* What the task asks
Copy out every line of the data that has the word "input" somewhere in it.
Top of Study material
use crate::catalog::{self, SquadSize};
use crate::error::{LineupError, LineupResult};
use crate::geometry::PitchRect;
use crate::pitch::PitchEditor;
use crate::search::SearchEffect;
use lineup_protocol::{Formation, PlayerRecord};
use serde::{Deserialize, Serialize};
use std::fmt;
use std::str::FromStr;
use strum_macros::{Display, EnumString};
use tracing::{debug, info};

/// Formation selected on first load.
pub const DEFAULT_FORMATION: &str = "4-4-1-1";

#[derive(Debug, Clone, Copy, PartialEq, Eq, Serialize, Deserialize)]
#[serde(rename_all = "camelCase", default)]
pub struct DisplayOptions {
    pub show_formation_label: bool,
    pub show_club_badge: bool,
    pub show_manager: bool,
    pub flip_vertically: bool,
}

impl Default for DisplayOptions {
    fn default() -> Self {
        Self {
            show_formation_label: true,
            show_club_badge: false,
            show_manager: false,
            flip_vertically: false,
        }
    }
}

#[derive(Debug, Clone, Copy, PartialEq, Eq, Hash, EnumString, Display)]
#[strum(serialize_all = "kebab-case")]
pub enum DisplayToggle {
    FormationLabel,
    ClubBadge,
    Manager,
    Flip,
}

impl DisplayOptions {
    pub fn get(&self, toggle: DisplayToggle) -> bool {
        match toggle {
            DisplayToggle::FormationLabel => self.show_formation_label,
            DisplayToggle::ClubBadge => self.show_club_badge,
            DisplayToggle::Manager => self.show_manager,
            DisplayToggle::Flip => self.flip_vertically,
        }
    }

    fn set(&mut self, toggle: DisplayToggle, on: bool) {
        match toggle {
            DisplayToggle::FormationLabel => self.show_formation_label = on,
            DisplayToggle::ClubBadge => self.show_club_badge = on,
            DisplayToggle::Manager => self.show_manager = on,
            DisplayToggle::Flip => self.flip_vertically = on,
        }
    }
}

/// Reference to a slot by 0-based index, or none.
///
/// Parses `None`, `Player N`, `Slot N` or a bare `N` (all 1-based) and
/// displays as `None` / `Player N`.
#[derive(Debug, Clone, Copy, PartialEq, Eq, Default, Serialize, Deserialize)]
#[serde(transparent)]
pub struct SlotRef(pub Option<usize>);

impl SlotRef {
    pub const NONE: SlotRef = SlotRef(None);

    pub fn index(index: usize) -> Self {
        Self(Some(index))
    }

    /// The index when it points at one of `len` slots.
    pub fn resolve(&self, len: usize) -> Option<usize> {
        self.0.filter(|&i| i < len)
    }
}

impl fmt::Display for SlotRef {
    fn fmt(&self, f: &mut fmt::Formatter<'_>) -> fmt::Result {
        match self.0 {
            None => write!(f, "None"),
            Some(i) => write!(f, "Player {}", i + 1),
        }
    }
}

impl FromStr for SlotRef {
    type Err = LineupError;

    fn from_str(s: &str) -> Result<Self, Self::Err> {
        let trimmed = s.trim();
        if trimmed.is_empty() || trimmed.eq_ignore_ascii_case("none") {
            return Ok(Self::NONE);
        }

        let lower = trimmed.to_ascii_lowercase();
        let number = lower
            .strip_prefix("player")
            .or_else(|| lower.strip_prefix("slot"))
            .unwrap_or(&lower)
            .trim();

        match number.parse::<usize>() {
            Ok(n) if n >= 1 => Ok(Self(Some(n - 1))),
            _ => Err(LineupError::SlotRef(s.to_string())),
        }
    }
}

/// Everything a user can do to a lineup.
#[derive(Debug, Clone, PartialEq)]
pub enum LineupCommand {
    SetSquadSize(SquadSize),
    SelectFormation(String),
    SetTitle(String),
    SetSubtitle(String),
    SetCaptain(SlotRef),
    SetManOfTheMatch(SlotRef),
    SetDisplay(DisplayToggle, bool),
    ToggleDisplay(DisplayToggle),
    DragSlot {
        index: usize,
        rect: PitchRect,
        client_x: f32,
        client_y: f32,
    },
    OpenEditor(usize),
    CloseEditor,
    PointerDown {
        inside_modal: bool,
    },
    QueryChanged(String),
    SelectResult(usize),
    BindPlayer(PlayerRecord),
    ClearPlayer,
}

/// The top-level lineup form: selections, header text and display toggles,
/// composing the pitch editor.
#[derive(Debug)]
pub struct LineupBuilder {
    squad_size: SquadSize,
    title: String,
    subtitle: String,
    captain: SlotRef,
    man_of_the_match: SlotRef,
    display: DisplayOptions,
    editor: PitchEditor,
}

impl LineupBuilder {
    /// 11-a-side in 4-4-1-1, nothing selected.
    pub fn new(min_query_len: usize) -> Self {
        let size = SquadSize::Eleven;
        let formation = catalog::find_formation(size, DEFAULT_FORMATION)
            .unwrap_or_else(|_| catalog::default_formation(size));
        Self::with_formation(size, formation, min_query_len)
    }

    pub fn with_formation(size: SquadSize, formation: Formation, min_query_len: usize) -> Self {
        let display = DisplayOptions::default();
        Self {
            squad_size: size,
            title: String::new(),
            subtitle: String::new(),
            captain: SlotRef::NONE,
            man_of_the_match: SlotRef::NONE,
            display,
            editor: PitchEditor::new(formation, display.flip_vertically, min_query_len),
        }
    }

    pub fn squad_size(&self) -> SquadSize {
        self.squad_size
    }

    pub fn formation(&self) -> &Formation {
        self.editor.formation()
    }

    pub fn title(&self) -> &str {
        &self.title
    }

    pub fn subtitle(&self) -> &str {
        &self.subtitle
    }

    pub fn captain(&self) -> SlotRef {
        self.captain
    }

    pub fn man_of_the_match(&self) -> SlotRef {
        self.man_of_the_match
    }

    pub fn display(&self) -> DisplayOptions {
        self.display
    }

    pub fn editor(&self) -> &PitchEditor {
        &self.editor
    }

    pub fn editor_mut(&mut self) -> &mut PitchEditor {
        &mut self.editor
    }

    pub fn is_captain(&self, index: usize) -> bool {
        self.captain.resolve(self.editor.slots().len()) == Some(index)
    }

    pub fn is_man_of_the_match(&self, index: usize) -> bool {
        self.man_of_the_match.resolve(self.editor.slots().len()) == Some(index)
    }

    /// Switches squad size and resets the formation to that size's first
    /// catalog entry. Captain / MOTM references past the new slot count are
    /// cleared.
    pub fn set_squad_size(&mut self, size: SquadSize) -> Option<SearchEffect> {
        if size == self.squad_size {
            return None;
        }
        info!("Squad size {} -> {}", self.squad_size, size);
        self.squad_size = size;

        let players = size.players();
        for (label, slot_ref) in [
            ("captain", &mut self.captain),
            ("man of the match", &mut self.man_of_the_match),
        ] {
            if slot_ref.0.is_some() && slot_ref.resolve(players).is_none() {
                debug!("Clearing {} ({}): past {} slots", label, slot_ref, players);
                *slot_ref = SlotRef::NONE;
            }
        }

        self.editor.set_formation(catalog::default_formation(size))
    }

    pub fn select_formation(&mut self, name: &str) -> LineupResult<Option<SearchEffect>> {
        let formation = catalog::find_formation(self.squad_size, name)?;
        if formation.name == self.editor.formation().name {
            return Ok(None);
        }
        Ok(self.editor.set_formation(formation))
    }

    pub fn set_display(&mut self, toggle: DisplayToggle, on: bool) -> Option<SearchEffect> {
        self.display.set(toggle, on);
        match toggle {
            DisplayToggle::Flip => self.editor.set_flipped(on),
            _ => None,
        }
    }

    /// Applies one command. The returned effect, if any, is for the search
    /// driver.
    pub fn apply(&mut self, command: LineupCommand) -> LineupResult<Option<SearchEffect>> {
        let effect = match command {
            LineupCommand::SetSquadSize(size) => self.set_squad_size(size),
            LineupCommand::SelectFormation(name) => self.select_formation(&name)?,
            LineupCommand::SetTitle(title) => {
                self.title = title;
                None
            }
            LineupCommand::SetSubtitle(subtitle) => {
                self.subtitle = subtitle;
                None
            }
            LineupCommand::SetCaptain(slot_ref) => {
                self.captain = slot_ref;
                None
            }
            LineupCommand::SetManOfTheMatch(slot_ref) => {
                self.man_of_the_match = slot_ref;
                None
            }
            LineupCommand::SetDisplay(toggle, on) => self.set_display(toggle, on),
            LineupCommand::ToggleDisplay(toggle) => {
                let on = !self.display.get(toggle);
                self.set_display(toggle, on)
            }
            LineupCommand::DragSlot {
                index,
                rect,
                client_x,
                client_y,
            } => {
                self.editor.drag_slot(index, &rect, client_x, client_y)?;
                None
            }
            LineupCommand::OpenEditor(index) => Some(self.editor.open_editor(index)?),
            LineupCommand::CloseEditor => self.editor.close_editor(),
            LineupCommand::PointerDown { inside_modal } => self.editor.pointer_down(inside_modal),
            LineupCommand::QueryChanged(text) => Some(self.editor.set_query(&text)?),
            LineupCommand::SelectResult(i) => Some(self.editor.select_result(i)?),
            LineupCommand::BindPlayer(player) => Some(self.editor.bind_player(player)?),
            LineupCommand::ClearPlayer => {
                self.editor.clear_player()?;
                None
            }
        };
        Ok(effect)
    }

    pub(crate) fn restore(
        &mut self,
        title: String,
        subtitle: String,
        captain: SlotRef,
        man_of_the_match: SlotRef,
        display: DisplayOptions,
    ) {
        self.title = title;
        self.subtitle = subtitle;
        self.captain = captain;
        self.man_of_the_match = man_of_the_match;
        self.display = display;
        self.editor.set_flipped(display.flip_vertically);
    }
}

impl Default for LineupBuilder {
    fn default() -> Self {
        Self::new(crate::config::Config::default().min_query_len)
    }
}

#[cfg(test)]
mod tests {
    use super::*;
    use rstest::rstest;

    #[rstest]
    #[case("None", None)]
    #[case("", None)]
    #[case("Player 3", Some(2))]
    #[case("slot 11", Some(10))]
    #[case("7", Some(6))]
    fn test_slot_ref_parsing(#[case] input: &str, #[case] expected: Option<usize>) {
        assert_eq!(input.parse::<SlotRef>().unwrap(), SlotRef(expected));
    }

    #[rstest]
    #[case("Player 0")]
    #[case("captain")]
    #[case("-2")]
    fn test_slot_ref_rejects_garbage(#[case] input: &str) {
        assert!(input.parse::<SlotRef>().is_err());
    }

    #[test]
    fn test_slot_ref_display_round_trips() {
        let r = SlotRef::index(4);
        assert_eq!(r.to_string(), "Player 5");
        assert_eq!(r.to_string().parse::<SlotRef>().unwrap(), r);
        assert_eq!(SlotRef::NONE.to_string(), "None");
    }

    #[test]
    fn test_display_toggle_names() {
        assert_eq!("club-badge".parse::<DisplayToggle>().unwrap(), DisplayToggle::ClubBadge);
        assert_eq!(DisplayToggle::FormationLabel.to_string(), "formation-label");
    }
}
Bottom of Study material
Top of Study material
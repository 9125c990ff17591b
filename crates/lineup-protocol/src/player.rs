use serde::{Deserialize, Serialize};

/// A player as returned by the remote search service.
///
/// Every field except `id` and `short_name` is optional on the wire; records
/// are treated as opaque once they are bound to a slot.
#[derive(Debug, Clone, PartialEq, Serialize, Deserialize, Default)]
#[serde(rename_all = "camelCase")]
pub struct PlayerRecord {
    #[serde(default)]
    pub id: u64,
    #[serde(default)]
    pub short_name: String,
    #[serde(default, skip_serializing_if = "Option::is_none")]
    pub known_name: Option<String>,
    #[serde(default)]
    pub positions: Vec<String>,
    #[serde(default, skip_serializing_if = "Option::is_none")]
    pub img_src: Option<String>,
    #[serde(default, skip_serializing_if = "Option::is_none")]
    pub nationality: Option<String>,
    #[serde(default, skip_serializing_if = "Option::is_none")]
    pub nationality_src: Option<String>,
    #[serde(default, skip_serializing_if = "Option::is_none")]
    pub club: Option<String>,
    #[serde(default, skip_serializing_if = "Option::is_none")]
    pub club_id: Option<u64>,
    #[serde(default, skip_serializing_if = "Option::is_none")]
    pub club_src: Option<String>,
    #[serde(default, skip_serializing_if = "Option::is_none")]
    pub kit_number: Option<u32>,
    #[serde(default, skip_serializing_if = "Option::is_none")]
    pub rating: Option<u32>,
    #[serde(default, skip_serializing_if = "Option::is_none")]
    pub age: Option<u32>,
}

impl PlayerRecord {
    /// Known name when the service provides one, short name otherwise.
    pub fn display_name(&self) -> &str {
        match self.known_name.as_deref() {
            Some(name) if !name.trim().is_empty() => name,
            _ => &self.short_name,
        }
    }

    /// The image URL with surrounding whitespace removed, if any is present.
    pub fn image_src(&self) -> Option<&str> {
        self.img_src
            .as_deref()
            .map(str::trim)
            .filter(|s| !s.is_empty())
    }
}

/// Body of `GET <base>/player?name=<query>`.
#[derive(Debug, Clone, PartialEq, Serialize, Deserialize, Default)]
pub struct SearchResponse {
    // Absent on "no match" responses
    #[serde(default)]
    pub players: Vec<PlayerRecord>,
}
Bottom of Study material
* Task answer
    fn test_slot_ref_parsing(#[case] input: &str, #[case] expected: Option<usize>) {
        assert_eq!(input.parse::<SlotRef>().unwrap(), SlotRef(expected));
    fn test_slot_ref_rejects_garbage(#[case] input: &str) {
        assert!(input.parse::<SlotRef>().is_err());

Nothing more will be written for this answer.